--- Raw data Enclosed Below ---
//! JSON-RPC 2.0 envelopes for the lotus wallet API.
//!
//! Every wallet call goes through [`RpcRequest`]: the method catalogue fixes
//! the wire name and request id, the caller supplies ordered params, and the
//! phantom result type drives decoding of the response.

use std::marker::PhantomData;

use log::warn;
use serde::de::DeserializeOwned;
use serde::{Deserialize, Serialize};
use serde_json::Value;

use crate::error::{DecodeError, WalletRpcError};
use crate::Result;

pub const JSONRPC_VERSION: &str = "2.0";

/// Id shared by every wallet call except verification.
pub const WALLET_REQUEST_ID: u64 = 101;
pub const VERIFY_REQUEST_ID: u64 = 202;

#[derive(Clone, Copy, Debug, PartialEq, Eq, Hash)]
pub enum WalletMethod {
    New,
    Export,
    Has,
    List,
    Sign,
    Verify,
    SignMessage,
}

impl WalletMethod {
    pub const ALL: [WalletMethod; 7] = [
        WalletMethod::New,
        WalletMethod::Export,
        WalletMethod::Has,
        WalletMethod::List,
        WalletMethod::Sign,
        WalletMethod::Verify,
        WalletMethod::SignMessage,
    ];

    pub fn name(&self) -> &'static str {
        match self {
            WalletMethod::New => "Filecoin.WalletNew",
            WalletMethod::Export => "Filecoin.WalletExport",
            WalletMethod::Has => "Filecoin.WalletHas",
            WalletMethod::List => "Filecoin.WalletList",
            WalletMethod::Sign => "Filecoin.WalletSign",
            WalletMethod::Verify => "Filecoin.WalletVerify",
            WalletMethod::SignMessage => "Filecoin.WalletSignMessage",
        }
    }

    pub fn request_id(&self) -> u64 {
        match self {
            WalletMethod::Verify => VERIFY_REQUEST_ID,
            _ => WALLET_REQUEST_ID,
        }
    }
}

/// Serializes a single positional parameter.
pub fn param<T: Serialize + ?Sized>(value: &T) -> Result<Value> {
    serde_json::to_value(value).map_err(WalletRpcError::Encoding)
}

#[derive(Serialize)]
struct RequestEnvelope<'a> {
    jsonrpc: &'static str,
    method: &'static str,
    params: &'a [Value],
    id: u64,
}

#[derive(Debug)]
pub struct RpcRequest<R> {
    method: WalletMethod,
    params: Vec<Value>,
    result_type: PhantomData<fn() -> R>,
}

impl<R: DeserializeOwned> RpcRequest<R> {
    pub fn new(method: WalletMethod, params: Vec<Value>) -> Self {
        RpcRequest {
            method,
            params,
            result_type: PhantomData,
        }
    }

    pub fn method(&self) -> WalletMethod {
        self.method
    }

    pub fn id(&self) -> u64 {
        self.method.request_id()
    }

    pub fn params(&self) -> &[Value] {
        &self.params
    }

    pub fn to_json(&self) -> Result<String> {
        let envelope = RequestEnvelope {
            jsonrpc: JSONRPC_VERSION,
            method: self.method.name(),
            params: &self.params,
            id: self.id(),
        };
        serde_json::to_string(&envelope).map_err(WalletRpcError::Encoding)
    }

    pub fn decode_response(&self, text: &str) -> Result<R> {
        RpcResponse::parse(text)?.into_result(self.id())
    }
}

#[derive(Clone, Debug, PartialEq, Deserialize)]
pub struct RpcErrorObject {
    pub code: i64,
    pub message: String,
    #[serde(default)]
    pub data: Option<Value>,
}

#[derive(Clone, Debug, PartialEq, Deserialize)]
pub struct RpcResponse {
    #[serde(default)]
    pub jsonrpc: Option<String>,
    #[serde(default)]
    pub id: Option<Value>,
    #[serde(default)]
    pub result: Option<Value>,
    #[serde(default)]
    pub error: Option<RpcErrorObject>,
}

impl RpcResponse {
    pub fn parse(text: &str) -> Result<Self> {
        let response: RpcResponse = serde_json::from_str(text).map_err(DecodeError::from)?;
        Ok(response)
    }

    /// Resolves the envelope into the typed result. A remote error wins over
    /// everything else; ids are only compared when the node echoed a number.
    pub fn into_result<R: DeserializeOwned>(self, expected_id: u64) -> Result<R> {
        if let Some(error) = self.error {
            warn!(
                "wallet rpc returned error {}: {}",
                error.code, error.message
            );
            return Err(WalletRpcError::Protocol {
                code: error.code,
                message: error.message,
                data: error.data,
            });
        }

        if let Some(id @ Value::Number(_)) = self.id {
            if id.as_u64() != Some(expected_id) {
                return Err(DecodeError::IdMismatch {
                    expected: expected_id,
                    actual: id,
                }
                .into());
            }
        }

        let result = self.result.unwrap_or(Value::Null);
        let decoded: R = serde_json::from_value(result).map_err(DecodeError::from)?;
        Ok(decoded)
    }
}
--- End of Enclosed Raw data ---
About this exercise:
Repeat all of the data exactly.

Reply to the exercise:
//! JSON-RPC 2.0 envelopes for the lotus wallet API.
//!
//! Every wallet call goes through [`RpcRequest`]: the method catalogue fixes
//! the wire name and request id, the caller supplies ordered params, and the
//! phantom result type drives decoding of the response.

use std::marker::PhantomData;

use log::warn;
use serde::de::DeserializeOwned;
use serde::{Deserialize, Serialize};
use serde_json::Value;

use crate::error::{DecodeError, WalletRpcError};
use crate::Result;

pub const JSONRPC_VERSION: &str = "2.0";

/// Id shared by every wallet call except verification.
pub const WALLET_REQUEST_ID: u64 = 101;
pub const VERIFY_REQUEST_ID: u64 = 202;

#[derive(Clone, Copy, Debug, PartialEq, Eq, Hash)]
pub enum WalletMethod {
    New,
    Export,
    Has,
    List,
    Sign,
    Verify,
    SignMessage,
}

impl WalletMethod {
    pub const ALL: [WalletMethod; 7] = [
        WalletMethod::New,
        WalletMethod::Export,
        WalletMethod::Has,
        WalletMethod::List,
        WalletMethod::Sign,
        WalletMethod::Verify,
        WalletMethod::SignMessage,
    ];

    pub fn name(&self) -> &'static str {
        match self {
            WalletMethod::New => "Filecoin.WalletNew",
            WalletMethod::Export => "Filecoin.WalletExport",
            WalletMethod::Has => "Filecoin.WalletHas",
            WalletMethod::List => "Filecoin.WalletList",
            WalletMethod::Sign => "Filecoin.WalletSign",
            WalletMethod::Verify => "Filecoin.WalletVerify",
            WalletMethod::SignMessage => "Filecoin.WalletSignMessage",
        }
    }

    pub fn request_id(&self) -> u64 {
        match self {
            WalletMethod::Verify => VERIFY_REQUEST_ID,
            _ => WALLET_REQUEST_ID,
        }
    }
}

/// Serializes a single positional parameter.
pub fn param<T: Serialize + ?Sized>(value: &T) -> Result<Value> {
    serde_json::to_value(value).map_err(WalletRpcError::Encoding)
}

#[derive(Serialize)]
struct RequestEnvelope<'a> {
    jsonrpc: &'static str,
    method: &'static str,
    params: &'a [Value],
    id: u64,
}

#[derive(Debug)]
pub struct RpcRequest<R> {
    method: WalletMethod,
    params: Vec<Value>,
    result_type: PhantomData<fn() -> R>,
}

impl<R: DeserializeOwned> RpcRequest<R> {
    pub fn new(method: WalletMethod, params: Vec<Value>) -> Self {
        RpcRequest {
            method,
            params,
            result_type: PhantomData,
        }
    }

    pub fn method(&self) -> WalletMethod {
        self.method
    }

    pub fn id(&self) -> u64 {
        self.method.request_id()
    }

    pub fn params(&self) -> &[Value] {
        &self.params
    }

    pub fn to_json(&self) -> Result<String> {
        let envelope = RequestEnvelope {
            jsonrpc: JSONRPC_VERSION,
            method: self.method.name(),
            params: &self.params,
            id: self.id(),
        };
        serde_json::to_string(&envelope).map_err(WalletRpcError::Encoding)
    }

    pub fn decode_response(&self, text: &str) -> Result<R> {
        RpcResponse::parse(text)?.into_result(self.id())
    }
}

#[derive(Clone, Debug, PartialEq, Deserialize)]
pub struct RpcErrorObject {
    pub code: i64,
    pub message: String,
    #[serde(default)]
    pub data: Option<Value>,
}

#[derive(Clone, Debug, PartialEq, Deserialize)]
pub struct RpcResponse {
    #[serde(default)]
    pub jsonrpc: Option<String>,
    #[serde(default)]
    pub id: Option<Value>,
    #[serde(default)]
    pub result: Option<Value>,
    #[serde(default)]
    pub error: Option<RpcErrorObject>,
}

impl RpcResponse {
    pub fn parse(text: &str) -> Result<Self> {
        let response: RpcResponse = serde_json::from_str(text).map_err(DecodeError::from)?;
        Ok(response)
    }

    /// Resolves the envelope into the typed result. A remote error wins over
    /// everything else; ids are only compared when the node echoed a number.
    pub fn into_result<R: DeserializeOwned>(self, expected_id: u64) -> Result<R> {
        if let Some(error) = self.error {
            warn!(
                "wallet rpc returned error {}: {}",
                error.code, error.message
            );
            return Err(WalletRpcError::Protocol {
                code: error.code,
                message: error.message,
                data: error.data,
            });
        }

        if let Some(id @ Value::Number(_)) = self.id {
            if id.as_u64() != Some(expected_id) {
                return Err(DecodeError::IdMismatch {
                    expected: expected_id,
                    actual: id,
                }
                .into());
            }
        }

        let result = self.result.unwrap_or(Value::Null);
        let decoded: R = serde_json::from_value(result).map_err(DecodeError::from)?;
        Ok(decoded)
    }
}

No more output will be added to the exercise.